### Work required
The entries below hold a line with "f32, glow: f32);" and a line with "use super::*;". Return those lines and all that lie between them, exactly and only.

◇ ◇ ◇ ◇ ◇ ◇ ◇

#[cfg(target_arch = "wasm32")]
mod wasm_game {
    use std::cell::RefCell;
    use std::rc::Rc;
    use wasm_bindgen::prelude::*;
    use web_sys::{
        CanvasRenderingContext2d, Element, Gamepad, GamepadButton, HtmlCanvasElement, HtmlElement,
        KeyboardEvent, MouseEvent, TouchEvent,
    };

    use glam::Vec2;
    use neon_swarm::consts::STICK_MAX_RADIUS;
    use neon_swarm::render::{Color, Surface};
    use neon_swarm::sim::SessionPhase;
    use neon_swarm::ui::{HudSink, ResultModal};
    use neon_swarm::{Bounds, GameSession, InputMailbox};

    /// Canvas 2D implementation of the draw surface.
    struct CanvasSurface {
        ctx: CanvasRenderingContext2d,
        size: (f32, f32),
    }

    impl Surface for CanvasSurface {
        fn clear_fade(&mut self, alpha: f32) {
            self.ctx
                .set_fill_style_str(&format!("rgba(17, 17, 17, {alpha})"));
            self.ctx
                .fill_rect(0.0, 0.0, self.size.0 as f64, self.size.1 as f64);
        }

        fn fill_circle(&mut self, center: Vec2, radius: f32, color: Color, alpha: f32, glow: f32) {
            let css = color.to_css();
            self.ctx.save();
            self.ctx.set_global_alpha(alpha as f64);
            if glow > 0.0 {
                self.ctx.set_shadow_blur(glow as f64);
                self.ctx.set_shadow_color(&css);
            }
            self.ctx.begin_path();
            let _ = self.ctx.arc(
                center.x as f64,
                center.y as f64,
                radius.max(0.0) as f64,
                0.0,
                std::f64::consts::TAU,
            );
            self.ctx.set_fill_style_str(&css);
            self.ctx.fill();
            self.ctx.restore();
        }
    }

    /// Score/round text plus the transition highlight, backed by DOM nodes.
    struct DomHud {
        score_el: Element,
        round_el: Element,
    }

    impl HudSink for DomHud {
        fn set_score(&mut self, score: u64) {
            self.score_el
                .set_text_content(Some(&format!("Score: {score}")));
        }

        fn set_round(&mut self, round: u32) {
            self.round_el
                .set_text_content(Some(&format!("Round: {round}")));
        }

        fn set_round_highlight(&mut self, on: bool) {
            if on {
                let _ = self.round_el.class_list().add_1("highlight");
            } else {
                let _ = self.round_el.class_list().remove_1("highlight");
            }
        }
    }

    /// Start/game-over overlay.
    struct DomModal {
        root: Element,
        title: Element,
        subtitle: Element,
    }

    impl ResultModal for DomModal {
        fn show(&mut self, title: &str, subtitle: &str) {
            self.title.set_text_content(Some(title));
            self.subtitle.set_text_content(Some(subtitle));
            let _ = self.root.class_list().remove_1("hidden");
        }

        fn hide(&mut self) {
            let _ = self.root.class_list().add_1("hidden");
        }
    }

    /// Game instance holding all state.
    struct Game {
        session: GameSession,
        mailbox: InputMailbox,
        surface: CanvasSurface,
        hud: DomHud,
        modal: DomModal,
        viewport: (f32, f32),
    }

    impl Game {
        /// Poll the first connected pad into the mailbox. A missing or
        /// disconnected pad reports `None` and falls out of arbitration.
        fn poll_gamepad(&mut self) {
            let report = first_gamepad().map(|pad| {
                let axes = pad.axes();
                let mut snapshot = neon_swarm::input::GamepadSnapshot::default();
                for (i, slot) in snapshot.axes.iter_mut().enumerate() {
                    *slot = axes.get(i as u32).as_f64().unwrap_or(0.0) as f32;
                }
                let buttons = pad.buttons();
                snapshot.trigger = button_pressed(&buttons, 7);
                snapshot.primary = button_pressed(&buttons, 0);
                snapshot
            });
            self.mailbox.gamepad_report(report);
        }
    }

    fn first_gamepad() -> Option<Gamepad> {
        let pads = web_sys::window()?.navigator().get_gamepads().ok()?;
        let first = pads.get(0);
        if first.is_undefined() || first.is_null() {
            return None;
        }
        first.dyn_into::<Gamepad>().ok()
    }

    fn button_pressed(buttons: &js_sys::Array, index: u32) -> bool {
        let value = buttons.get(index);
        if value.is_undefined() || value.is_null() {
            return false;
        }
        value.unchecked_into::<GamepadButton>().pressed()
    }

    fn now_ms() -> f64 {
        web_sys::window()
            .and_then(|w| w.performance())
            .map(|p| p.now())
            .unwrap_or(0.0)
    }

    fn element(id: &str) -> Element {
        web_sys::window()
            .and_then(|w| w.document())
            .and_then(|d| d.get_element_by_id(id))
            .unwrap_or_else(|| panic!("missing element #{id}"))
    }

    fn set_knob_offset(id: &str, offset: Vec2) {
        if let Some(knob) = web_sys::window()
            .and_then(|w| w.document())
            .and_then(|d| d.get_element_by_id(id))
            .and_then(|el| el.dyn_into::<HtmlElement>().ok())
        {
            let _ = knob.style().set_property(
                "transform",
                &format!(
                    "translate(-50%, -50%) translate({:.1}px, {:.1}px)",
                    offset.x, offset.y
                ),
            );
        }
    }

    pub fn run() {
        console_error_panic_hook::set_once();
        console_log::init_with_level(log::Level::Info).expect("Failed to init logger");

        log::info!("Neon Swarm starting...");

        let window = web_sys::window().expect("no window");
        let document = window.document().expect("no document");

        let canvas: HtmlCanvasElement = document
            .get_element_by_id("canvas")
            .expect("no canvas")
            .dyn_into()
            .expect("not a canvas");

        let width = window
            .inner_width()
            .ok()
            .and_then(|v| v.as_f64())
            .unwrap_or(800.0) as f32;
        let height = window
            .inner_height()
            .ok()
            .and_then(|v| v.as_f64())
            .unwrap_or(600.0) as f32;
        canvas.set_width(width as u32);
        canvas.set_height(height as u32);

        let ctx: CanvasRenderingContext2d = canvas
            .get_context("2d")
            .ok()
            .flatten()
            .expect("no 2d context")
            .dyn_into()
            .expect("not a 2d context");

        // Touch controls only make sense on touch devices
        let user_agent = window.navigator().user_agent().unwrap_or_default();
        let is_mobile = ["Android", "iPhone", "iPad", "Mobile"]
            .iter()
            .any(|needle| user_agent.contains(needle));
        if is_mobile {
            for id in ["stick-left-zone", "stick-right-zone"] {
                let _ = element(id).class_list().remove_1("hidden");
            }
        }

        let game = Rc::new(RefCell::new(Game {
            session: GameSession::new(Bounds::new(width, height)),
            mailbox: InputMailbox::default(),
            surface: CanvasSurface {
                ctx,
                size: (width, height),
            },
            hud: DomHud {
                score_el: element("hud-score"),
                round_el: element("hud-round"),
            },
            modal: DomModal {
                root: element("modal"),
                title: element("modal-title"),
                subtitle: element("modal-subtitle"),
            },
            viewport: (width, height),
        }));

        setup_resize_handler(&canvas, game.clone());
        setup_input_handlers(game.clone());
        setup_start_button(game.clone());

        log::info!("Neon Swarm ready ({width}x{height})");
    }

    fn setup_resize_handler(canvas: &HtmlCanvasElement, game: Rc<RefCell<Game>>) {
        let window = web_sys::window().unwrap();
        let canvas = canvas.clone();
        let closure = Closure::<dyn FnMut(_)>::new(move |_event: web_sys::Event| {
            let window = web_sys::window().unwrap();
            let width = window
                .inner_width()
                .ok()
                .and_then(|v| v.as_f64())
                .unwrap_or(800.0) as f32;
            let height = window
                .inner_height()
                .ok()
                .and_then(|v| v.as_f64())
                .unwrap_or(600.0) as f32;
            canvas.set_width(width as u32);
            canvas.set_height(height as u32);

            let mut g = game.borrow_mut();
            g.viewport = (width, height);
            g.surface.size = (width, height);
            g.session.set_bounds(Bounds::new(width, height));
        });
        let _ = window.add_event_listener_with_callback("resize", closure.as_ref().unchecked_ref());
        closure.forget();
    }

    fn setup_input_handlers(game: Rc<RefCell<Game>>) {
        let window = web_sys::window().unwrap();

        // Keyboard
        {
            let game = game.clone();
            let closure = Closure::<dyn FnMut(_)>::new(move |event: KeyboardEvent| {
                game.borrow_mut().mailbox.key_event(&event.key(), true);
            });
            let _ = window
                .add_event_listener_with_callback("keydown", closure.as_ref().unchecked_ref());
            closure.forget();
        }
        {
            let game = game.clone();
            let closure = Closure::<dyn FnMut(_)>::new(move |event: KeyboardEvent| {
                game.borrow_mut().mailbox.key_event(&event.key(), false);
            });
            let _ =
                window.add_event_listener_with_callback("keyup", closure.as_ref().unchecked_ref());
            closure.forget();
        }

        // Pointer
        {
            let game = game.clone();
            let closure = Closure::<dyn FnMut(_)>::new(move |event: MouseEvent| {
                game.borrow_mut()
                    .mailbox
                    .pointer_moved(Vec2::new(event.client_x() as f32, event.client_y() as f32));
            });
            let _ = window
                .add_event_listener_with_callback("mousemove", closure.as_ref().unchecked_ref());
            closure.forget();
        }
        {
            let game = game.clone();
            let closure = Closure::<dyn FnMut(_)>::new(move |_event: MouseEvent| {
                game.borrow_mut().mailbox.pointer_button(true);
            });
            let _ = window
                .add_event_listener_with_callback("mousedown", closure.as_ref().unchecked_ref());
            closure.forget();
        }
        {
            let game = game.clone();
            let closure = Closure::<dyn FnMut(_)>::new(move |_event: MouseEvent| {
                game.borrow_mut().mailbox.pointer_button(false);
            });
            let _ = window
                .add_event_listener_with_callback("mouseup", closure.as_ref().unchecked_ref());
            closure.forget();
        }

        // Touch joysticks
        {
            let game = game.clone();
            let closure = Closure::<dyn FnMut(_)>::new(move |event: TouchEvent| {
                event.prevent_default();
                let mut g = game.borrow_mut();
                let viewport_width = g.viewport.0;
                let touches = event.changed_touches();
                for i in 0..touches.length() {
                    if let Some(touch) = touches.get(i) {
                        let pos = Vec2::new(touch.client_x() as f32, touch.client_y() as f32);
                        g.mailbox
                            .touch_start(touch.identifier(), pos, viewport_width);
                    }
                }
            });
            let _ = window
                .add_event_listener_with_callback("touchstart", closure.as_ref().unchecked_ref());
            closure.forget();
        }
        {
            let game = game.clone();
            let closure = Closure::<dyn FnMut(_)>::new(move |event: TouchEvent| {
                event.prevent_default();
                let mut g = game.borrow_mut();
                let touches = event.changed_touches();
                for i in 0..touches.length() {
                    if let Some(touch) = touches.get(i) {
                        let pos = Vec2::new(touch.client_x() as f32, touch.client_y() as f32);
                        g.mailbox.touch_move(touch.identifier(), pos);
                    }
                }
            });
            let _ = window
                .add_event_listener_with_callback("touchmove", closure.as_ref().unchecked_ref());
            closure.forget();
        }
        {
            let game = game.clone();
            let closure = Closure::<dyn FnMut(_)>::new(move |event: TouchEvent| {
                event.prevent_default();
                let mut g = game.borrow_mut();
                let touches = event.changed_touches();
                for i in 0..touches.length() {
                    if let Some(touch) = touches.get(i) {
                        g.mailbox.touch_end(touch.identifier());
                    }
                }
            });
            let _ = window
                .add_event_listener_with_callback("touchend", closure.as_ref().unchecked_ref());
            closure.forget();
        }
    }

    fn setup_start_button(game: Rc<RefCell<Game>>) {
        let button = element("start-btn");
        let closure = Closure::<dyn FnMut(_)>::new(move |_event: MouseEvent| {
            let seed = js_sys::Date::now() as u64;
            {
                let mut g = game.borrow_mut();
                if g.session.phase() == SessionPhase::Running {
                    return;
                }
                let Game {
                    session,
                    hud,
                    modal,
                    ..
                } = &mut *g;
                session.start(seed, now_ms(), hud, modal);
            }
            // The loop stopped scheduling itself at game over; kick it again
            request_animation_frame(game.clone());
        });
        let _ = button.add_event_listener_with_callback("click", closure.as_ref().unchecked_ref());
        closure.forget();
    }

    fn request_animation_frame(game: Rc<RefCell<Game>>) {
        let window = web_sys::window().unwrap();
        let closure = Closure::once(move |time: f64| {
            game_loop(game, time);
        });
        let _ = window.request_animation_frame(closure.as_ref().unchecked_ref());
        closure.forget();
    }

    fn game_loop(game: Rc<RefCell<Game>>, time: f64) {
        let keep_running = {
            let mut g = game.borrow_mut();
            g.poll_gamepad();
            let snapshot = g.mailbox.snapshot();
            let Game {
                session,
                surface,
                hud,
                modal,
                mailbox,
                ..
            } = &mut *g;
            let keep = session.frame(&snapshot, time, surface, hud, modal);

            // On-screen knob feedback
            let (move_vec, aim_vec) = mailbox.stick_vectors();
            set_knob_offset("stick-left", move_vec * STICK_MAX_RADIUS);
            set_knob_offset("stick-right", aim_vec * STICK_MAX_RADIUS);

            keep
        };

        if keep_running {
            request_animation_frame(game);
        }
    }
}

◇ ◇ ◇ ◇ ◇ ◇ ◇

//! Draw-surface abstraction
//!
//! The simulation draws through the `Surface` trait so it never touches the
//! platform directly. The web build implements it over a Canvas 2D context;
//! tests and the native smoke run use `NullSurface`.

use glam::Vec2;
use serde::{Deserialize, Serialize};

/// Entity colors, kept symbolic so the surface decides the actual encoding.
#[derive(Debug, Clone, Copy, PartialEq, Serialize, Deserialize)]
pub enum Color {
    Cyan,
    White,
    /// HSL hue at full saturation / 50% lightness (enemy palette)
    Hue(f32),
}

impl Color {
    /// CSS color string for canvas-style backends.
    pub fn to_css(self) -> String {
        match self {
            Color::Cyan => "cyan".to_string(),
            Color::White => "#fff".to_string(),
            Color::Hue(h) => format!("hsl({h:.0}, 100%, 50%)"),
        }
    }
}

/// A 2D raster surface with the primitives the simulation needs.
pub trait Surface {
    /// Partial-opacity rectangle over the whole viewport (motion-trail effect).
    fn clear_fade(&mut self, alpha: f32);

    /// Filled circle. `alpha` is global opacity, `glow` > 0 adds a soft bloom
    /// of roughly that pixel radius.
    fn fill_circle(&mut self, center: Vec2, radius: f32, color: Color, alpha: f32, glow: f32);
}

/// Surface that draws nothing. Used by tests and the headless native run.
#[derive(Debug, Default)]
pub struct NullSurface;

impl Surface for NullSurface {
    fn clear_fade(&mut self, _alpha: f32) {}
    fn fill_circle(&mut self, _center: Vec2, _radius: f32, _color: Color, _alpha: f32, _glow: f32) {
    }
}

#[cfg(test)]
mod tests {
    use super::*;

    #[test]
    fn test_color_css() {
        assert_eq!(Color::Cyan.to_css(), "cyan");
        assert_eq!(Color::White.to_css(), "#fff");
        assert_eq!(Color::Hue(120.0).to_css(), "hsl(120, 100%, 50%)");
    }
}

◇ ◇ ◇ ◇ ◇ ◇ ◇

### Task solution
    fn fill_circle(&mut self, center: Vec2, radius: f32, color: Color, alpha: f32, glow: f32);
}

/// Surface that draws nothing. Used by tests and the headless native run.
#[derive(Debug, Default)]
pub struct NullSurface;

impl Surface for NullSurface {
    fn clear_fade(&mut self, _alpha: f32) {}
    fn fill_circle(&mut self, _center: Vec2, _radius: f32, _color: Color, _alpha: f32, _glow: f32) {
    }
}

#[cfg(test)]
mod tests {
    use super::*;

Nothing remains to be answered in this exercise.